I set up another Guard, which essentially take this attribute and loads the user for it from the database, for every single request.
class FormAuthenticator extends AbstractFormLoginAuthenticator
{
/** Constructor omitted */
public function supports(Request $request)
{
return 'app_login' === $request->attributes->get('_route')
&& $request->isMethod('POST');
}
public function getCredentials(Request $request)
{
$credentials = [
'nomusuari' => $request->request->get('nomusuari'),
'password' => $request->request->get('password'),
'csrf_token' => $request->request->get('_csrf_token'),
];
$request->getSession()->set(
Security::LAST_USERNAME,
$credentials['nomusuari']
);
return $credentials;
}
public function getUser($credentials, UserProviderInterface $userProvider)
{
$token = new CsrfToken('authenticate', $credentials['csrf_token']);
if (!$this->csrfTokenManager->isTokenValid($token)) {
throw new InvalidCsrfTokenException();
}
$user = $userProvider->loadUserByUsername($credentials['nomusuari']);
if (!$user) {
// fail authentication with a custom error
throw new CustomUserMessageAuthenticationException('Invalid user/password');
}
return $user;
}
public function checkCredentials($credentials, UserInterface $user)
{
$valid = $this->passwordEncoder->isPasswordValid($user, $credentials['password']);
return $valid;
}
public function onAuthenticationSuccess(Request $request, TokenInterface $token, $providerKey)
{
$request->getSession()->set("user_username",$token->getUsername());
return new RedirectResponse(
$this->urlGenerator->generate("main")
);
}
protected function getLoginUrl()
{
return $this->urlGenerator->generate('app_login');
}
}
The SessionAuthenticator (returns JSON, you may have to adapt it):
class SessionAuthenticator extends AbstractGuardAuthenticator
{
/**
* Called on every request to decide if this authenticator should be
* used for the request. Returning `false` will cause this authenticator
* to be skipped.
*/
public function supports(Request $request)
{
return $request->getSession()->has("user_username");
}
/**
* Called on every request. Return whatever credentials you want to
* be passed to getUser() as $credentials.
*/
public function getCredentials(Request $request)
{
return $request->getSession()->get("user_username","");
}
public function getUser($credentials, UserProviderInterface $userProvider)
{
if (null === $credentials) {
// The token header was empty, authentication fails with HTTP Status
// Code 401 "Unauthorized"
return null;
}
// if a User is returned, checkCredentials() is called
/*return $this->em->getRepository(User::class)

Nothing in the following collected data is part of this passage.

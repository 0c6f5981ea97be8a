use axerrno::{ax_err, AxResult};
use log::LevelFilter;

/// Upper bound on the number of physical cores a [`crate::Kernel`] can manage.
///
/// Core masks are carried in a `u64`.
pub const MAX_CPUS: usize = 64;

/// Number of priority levels on each core. Level 0 is the highest priority.
pub const NR_PRIO_LEVELS: usize = 64;

/// The priority reserved for the idle task of each core.
pub const PRIO_IDLE: u8 = (NR_PRIO_LEVELS - 1) as u8;

/// The lowest priority an ordinary task may be created with.
pub const LOWEST_TASK_PRIO: u8 = PRIO_IDLE - 1;

/// Default stack size of a task.
pub const DEFAULT_STACK_SIZE: usize = 4096 * 2;

/// Timeout value that never expires, like 0.
pub const WAIT_FOREVER: u64 = u64::MAX;

/// Upper bound on the number of list-register style slots a virq chip may expose.
pub const MAX_VIRQ_SLOTS: usize = 64;

/// Boot-time configuration of the kernel.
///
/// This replaces the process-wide boot options and print level: the
/// [`crate::Kernel`] owns one copy and everything below it reads from there.
#[derive(Debug, Clone)]
pub struct KernelConfig {
    /// Number of physical cores brought up by the platform.
    pub nr_cpus: usize,
    /// Stack size used when a task is created with a stack size of zero.
    pub default_stack_size: usize,
    /// Capacity of the task table, idle tasks included.
    pub max_tasks: usize,
    /// Length of a round-robin time slice, in scheduler ticks.
    pub time_slice_ticks: u64,
    /// Number of injection slots given to software-emulated virq chips.
    pub emulated_virq_slots: usize,
    /// Maximum log level; applied with [`log::set_max_level`] when the kernel is built.
    pub print_level: LevelFilter,
    /// Backoff rounds spent waiting for another core to acknowledge an [`crate::SmpCall`].
    pub smp_call_rounds: u32,
}

impl Default for KernelConfig {
    fn default() -> Self {
        Self {
            nr_cpus: 1,
            default_stack_size: DEFAULT_STACK_SIZE,
            max_tasks: 512,
            time_slice_ticks: 10,
            emulated_virq_slots: 16,
            print_level: LevelFilter::Info,
            smp_call_rounds: 1 << 16,
        }
    }
}

impl KernelConfig {
    /// Create a configuration for `nr_cpus` cores with every other field defaulted.
    pub fn with_cpus(nr_cpus: usize) -> Self {
        Self {
            nr_cpus,
            ..Self::default()
        }
    }

    /// Check that the configuration can be used to build a kernel.
    pub fn validate(&self) -> AxResult {
        if self.nr_cpus == 0 || self.nr_cpus > MAX_CPUS {
            return ax_err!(
                InvalidInput,
                format!("nr_cpus must be within 1..={}", MAX_CPUS)
            );
        }
        // every core needs its idle task plus at least one more
        if self.max_tasks <= self.nr_cpus {
            return ax_err!(InvalidInput, "task table too small for the idle tasks");
        }
        if self.time_slice_ticks == 0 {
            return ax_err!(InvalidInput, "time slice must be at least one tick");
        }
        if self.emulated_virq_slots == 0 || self.emulated_virq_slots > MAX_VIRQ_SLOTS {
            return ax_err!(InvalidInput, "invalid emulated virq slot count");
        }
        if self.smp_call_rounds == 0 {
            return ax_err!(InvalidInput, "smp calls need at least one wait round");
        }
        Ok(())
    }
}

->findOneBy(['apiToken' => $credentials])
;*/
return $userProvider->loadUserByUsername($credentials);
}
public function checkCredentials($credentials, UserInterface $user)
{
// Check credentials - e.g. make sure the password is valid.
// In case of an API token, no credential check is needed.

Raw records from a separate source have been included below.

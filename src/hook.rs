use alloc::boxed::Box;
use alloc::vec::Vec;

use spin::RwLock;

use crate::percpu::CoreId;
use crate::task::Task;
use crate::vcpu::Vcpu;
use crate::vm::Vm;

/// Points in the kernel where callbacks run.
#[derive(Clone, Copy, Debug, PartialEq, Eq)]
pub enum HookType {
    /// A vCPU trapped out of the guest.
    ExitFromGuest,
    /// A vCPU is about to resume the guest.
    EnterToGuest,
    CreateVm,
    DestroyVm,
    SuspendVm,
    ResumeVm,
    CreateTask,
    /// A task is being switched out of its core.
    TaskSwitchOut,
    /// A task is being switched in on its core.
    TaskSwitchTo,
}

impl HookType {
    const COUNT: usize = 9;

    fn index(self) -> usize {
        self as usize
    }
}

/// The object a hook is run for.
pub enum HookItem<'a> {
    Task { core: CoreId, task: &'a Task },
    Vcpu { core: CoreId, vcpu: &'a Vcpu },
    Vm { core: CoreId, vm: &'a Vm },
}

type HookFn = Box<dyn Fn(&HookItem) -> i32 + Send + Sync>;

/// Append-only callback lists, one per [`HookType`], run in registration order.
pub(crate) struct HookRegistry {
    hooks: RwLock<Vec<Vec<HookFn>>>,
}

impl HookRegistry {
    pub fn new() -> Self {
        Self {
            hooks: RwLock::new((0..HookType::COUNT).map(|_| Vec::new()).collect()),
        }
    }

    pub fn register<F>(&self, hook: HookType, f: F)
    where
        F: Fn(&HookItem) -> i32 + Send + Sync + 'static,
    {
        self.hooks.write()[hook.index()].push(Box::new(f));
    }

    /// Run the callbacks of `hook`, summing their return codes.
    pub fn run(&self, item: &HookItem, hook: HookType) -> i32 {
        self.hooks.read()[hook.index()]
            .iter()
            .map(|f| f(item))
            .sum()
    }

    pub fn len(&self, hook: HookType) -> usize {
        self.hooks.read()[hook.index()].len()
    }
}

// Return `true` to cause authentication success
return true;
}
public function onAuthenticationSuccess(Request $request, TokenInterface $token, $providerKey)
{
// on success, let the request continue
return null;
}
public function onAuthenticationFailure(Request $request, AuthenticationException $exception)
{
$data = [
// you may want to customize or obfuscate the message first
'message' => strtr($exception->getMessageKey(), $exception->getMessageData())
// or to translate this message
// $this->translator->trans($exception->getMessageKey(), $exception->getMessageData())
];
return new JsonResponse($data, Response::HTTP_UNAUTHORIZED);
}
/**
* Called when authentication is needed, but it's not sent
*/
public function start(Request $request, AuthenticationException $authException = null)
{
$data = [
// you might translate this message
'message' => 'Authentication Required'
];
return new JsonResponse($data, Response::HTTP_UNAUTHORIZED);
}
public function supportsRememberMe()
{
return false;
}
}
Finally, my security.yaml:
main:
anonymous:
stateless: true
guard:
entry_point: App\Security\FormAuthenticator
authenticators:
- App\Security\SessionAuthenticator
- App\Security\FormAuthenticator
Working fine. I can see the changes in the toolbar, and the Roles are refreshed.